Recent revelations show that the present imbalance of power between doctor and patient, medicine and society, may jeopardise public safety, writes Marie O'Connor.
Ours is a model of care that allows hospital consultants to run their medical practices as independent fiefdoms, unfettered by public controls. "A rigid, hierarchical culture derived from a semi-militaristic and religious service background" was how the Commission on Nursing described it in 1998.
Consultants are outside the loop of management in public hospitals: their contract guarantees "clinical autonomy". But in a model of care that gives total power to consultants, how can lesser mortals retain a sense of responsibility to patients?
Like Hydra-headed monsters, the number of revealed Caesarean hysterectomies and symphysiotomies continues to grow.
How Dr Neary was able to satisfy his proclivity for Caesarean hysterectomy for over a 25 years, unrestrained by colleague, board, institute or council, is a puzzle.
More perplexing still are the hundreds of symphysiotomies performed in Irish hospitals at a time when Caesarean section had become the procedure of choice for obstructed labour. Due to its perceived excess mortality and morbidity, symphysiotomy fell into disfavour during the last century in industrialised countries. The surgery facilitates vaginal delivery permanently, sawing through the junction of the pubic bones, and making repeat Caesareans redundant.
Irishwomen have publicly described how the operation, allegedly done for Catholic doctrinal reasons, left them unable to walk, incontinent, and in pain. How can a system apparently based on the personal belief systems of individual consultants ensure public safety?
To protect the patient, we must first understand how such events could have happened and the wider context of medical and obstetric culture, overlaid with patriarchal and religious values, and nurtured by State inertia.

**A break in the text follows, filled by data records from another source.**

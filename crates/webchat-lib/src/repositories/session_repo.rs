// Session Repository
// Feature: Browser Chat (001-chat-session)
//
// Persists the whitelisted part of a chat session as JSON under one key of the
// settings table. Engine, progress, usage and cancellation state never reach
// storage.

use std::collections::HashMap;
use std::sync::Mutex;

use rusqlite::params;
use serde::{Deserialize, Serialize};

use crate::models::{GenerationParameters, Message};
use crate::utils::database::Database;
use crate::utils::lock_unpoisoned;

/// Envelope version written alongside the state
const SNAPSHOT_VERSION: u32 = 0;

/// Persisted projection of the chat session
#[derive(Debug, Clone, Serialize, Deserialize, PartialEq, Default)]
#[serde(rename_all = "camelCase")]
pub struct SessionSnapshot {
    #[serde(default)]
    pub messages: Vec<Message>,
    #[serde(default)]
    pub input: String,
    /// Model, system prompt and sampling options, flattened like the stored state
    #[serde(flatten)]
    pub parameters: GenerationParameters,
}

#[derive(Debug, Serialize, Deserialize)]
struct StoredSession {
    state: serde_json::Value,
    #[serde(default)]
    version: u32,
}

/// Encode a snapshot into its stored JSON form
fn encode(snapshot: &SessionSnapshot) -> Result<String, String> {
    let state = serde_json::to_value(snapshot)
        .map_err(|e| format!("Failed to serialize session: {}", e))?;
    serde_json::to_string(&StoredSession {
        state,
        version: SNAPSHOT_VERSION,
    })
    .map_err(|e| format!("Failed to serialize session: {}", e))
}

/// Decode a stored value; anything unreadable is treated as absent
fn decode(key: &str, raw: &str) -> Option<SessionSnapshot> {
    let stored: StoredSession = match serde_json::from_str(raw) {
        Ok(stored) => stored,
        Err(e) => {
            log::warn!("Ignoring unreadable session '{}': {}", key, e);
            return None;
        }
    };

    if stored.version != SNAPSHOT_VERSION {
        log::warn!(
            "Ignoring session '{}' with unknown version {}",
            key,
            stored.version
        );
        return None;
    }

    match serde_json::from_value(stored.state) {
        Ok(snapshot) => Some(snapshot),
        Err(e) => {
            log::warn!("Ignoring malformed session '{}': {}", key, e);
            None
        }
    }
}

/// Durable storage for one chat session
pub trait SessionStorage: Send + Sync {
    /// Read the stored snapshot, `None` when absent or unreadable
    fn load(&self) -> Result<Option<SessionSnapshot>, String>;

    /// Overwrite the stored snapshot
    fn save(&self, snapshot: &SessionSnapshot) -> Result<(), String>;

    /// Remove the stored snapshot
    fn clear(&self) -> Result<(), String>;
}

/// SQLite-backed session storage
pub struct SessionRepository {
    db: Database,
    key: String,
}

impl SessionRepository {
    /// Create a repository writing under `key` (e.g. "chat")
    pub fn new(db: Database, key: impl Into<String>) -> Self {
        Self {
            db,
            key: key.into(),
        }
    }

    pub fn key(&self) -> &str {
        &self.key
    }

    fn read_raw(&self) -> Result<Option<String>, String> {
        self.db.with_connection(|conn| {
            let result = conn.query_row(
                "SELECT value FROM settings WHERE key = ?1",
                params![self.key],
                |row| row.get::<_, String>(0),
            );

            match result {
                Ok(value) => Ok(Some(value)),
                Err(rusqlite::Error::QueryReturnedNoRows) => Ok(None),
                Err(e) => Err(format!("Failed to read session: {}", e)),
            }
        })
    }
}

impl SessionStorage for SessionRepository {
    fn load(&self) -> Result<Option<SessionSnapshot>, String> {
        Ok(self
            .read_raw()?
            .and_then(|raw| decode(&self.key, &raw)))
    }

    fn save(&self, snapshot: &SessionSnapshot) -> Result<(), String> {
        let value = encode(snapshot)?;

        self.db.with_connection(|conn| {
            conn.execute(
                r#"
                INSERT INTO settings (key, value, updated_at)
                VALUES (?1, ?2, datetime('now'))
                ON CONFLICT(key) DO UPDATE SET
                    value = excluded.value,
                    updated_at = excluded.updated_at
                "#,
                params![self.key, value],
            )
            .map_err(|e| format!("Failed to save session: {}", e))?;
            Ok(())
        })
    }

    fn clear(&self) -> Result<(), String> {
        self.db.with_connection(|conn| {
            conn.execute("DELETE FROM settings WHERE key = ?1", params![self.key])
                .map_err(|e| format!("Failed to delete session: {}", e))?;
            Ok(())
        })
    }
}

/// In-process storage for tests and ephemeral sessions
#[derive(Default)]
pub struct MemorySessionStorage {
    values: Mutex<HashMap<String, String>>,
}

const MEMORY_KEY: &str = "chat";

impl MemorySessionStorage {
    pub fn new() -> Self {
        Self::default()
    }

    /// Storage pre-seeded with a raw stored value
    pub fn with_raw(raw: impl Into<String>) -> Self {
        let storage = Self::default();
        lock_unpoisoned(&storage.values).insert(MEMORY_KEY.to_string(), raw.into());
        storage
    }

    /// Raw stored value, for inspection
    pub fn raw(&self) -> Option<String> {
        lock_unpoisoned(&self.values).get(MEMORY_KEY).cloned()
    }
}

impl SessionStorage for MemorySessionStorage {
    fn load(&self) -> Result<Option<SessionSnapshot>, String> {
        Ok(self.raw().and_then(|raw| decode(MEMORY_KEY, &raw)))
    }

    fn save(&self, snapshot: &SessionSnapshot) -> Result<(), String> {
        let value = encode(snapshot)?;
        lock_unpoisoned(&self.values).insert(MEMORY_KEY.to_string(), value);
        Ok(())
    }

    fn clear(&self) -> Result<(), String> {
        lock_unpoisoned(&self.values).remove(MEMORY_KEY);
        Ok(())
    }
}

The gaze of western medicine owes much to the way in which it constructed its knowledge, which derived from the dissection of dead bodies. Patients today are still required to sign forms "consenting" to unspecified medical procedures. Medical Council guidelines assume patient agreement, advocating the dubious notion of "tacit" consent.
"Active management", an obstetric regimen, also assumes patient consent, avoiding the build-up of bottlenecks in overcrowded wards by accelerating labour with, among other things, amnio-hooks. Its key ingredient, oxytocin, has been associated with brain damage and death in mothers and babies.
A product of the authoritarianism and chauvinism that characterised Catholic thinking in the '50s, active management was developed at the National Maternity Hospital. Half of all Holles Street's first-time mothers have their labours accelerated in this way.
Against this background of patriarchal control over women's bodies in childbirth, the removal or alteration of female body parts without consent becomes fractionally easier to comprehend.
We have been encouraged to view Dr Neary as one bad apple in an otherwise healthy barrel. But the barrel itself may be unsound, as initial exonerations, advices to undergo "further training" and secret four-year inquiries now suggest.
National or local systems of surveillance in health hardly exist. Only the most meagre hospital statistics are in the public domain. National inquiries into maternal deaths, stillbirths and deaths in infancy, routine in Britain, are unknown. Sweden has a national register logging all Caesarean, vacuum and forceps deliveries. Not Ireland. Dutch acute and general hospitals, including maternity units, are inspected. Not ours.
Had the Lourdes Hospital not ceased to publish its statistical bulletin in the late 1980s, Alison Gough and others might have been left with their bodies intact. There is no legal requirement to publish annual clinical reports: out of 22 maternity units, only three do so.
Hospitals, regulatory and other health bodies, such as the Medical Council, are generally closed systems, impervious to the public gaze. All is secrecy, and secrecy is all.
Compelling hospitals, and clinicians, to publish statistics on all procedures and their outcomes would transform hospital care, enabling comparisons to be made between hospitals and between doctors.
Public safety demands a role for service users in health: the "consumer panels" advocated by the medical profession are toothless. Following the Shipman and Bristol scandals, publicly selected service users in Britain were given parity with health professionals, opening up regulatory and other quangos. We should abandon the outmoded concept of "representatives of the public interest" and do likewise, emulating Sweden, where health has long been under public control.
Corporations such as the Royal College of Physicians in Ireland, a key player in hospital care, should be brought into the Freedom of Information net; the Act should be amended to include private hospitals; publicly funded voluntary hospitals should be accountable to the Ombudsman's Office.
That such a rigid, hierarchical culture could have led to such wholesale abuse is now evident.
Only a hermetically sealed, profoundly patriarchal and violently authoritarian system could permit such horrors. The era of laissez-faire medicine must now be ended. A public inquiry into Drogheda Hospital would be a beginning, and only that.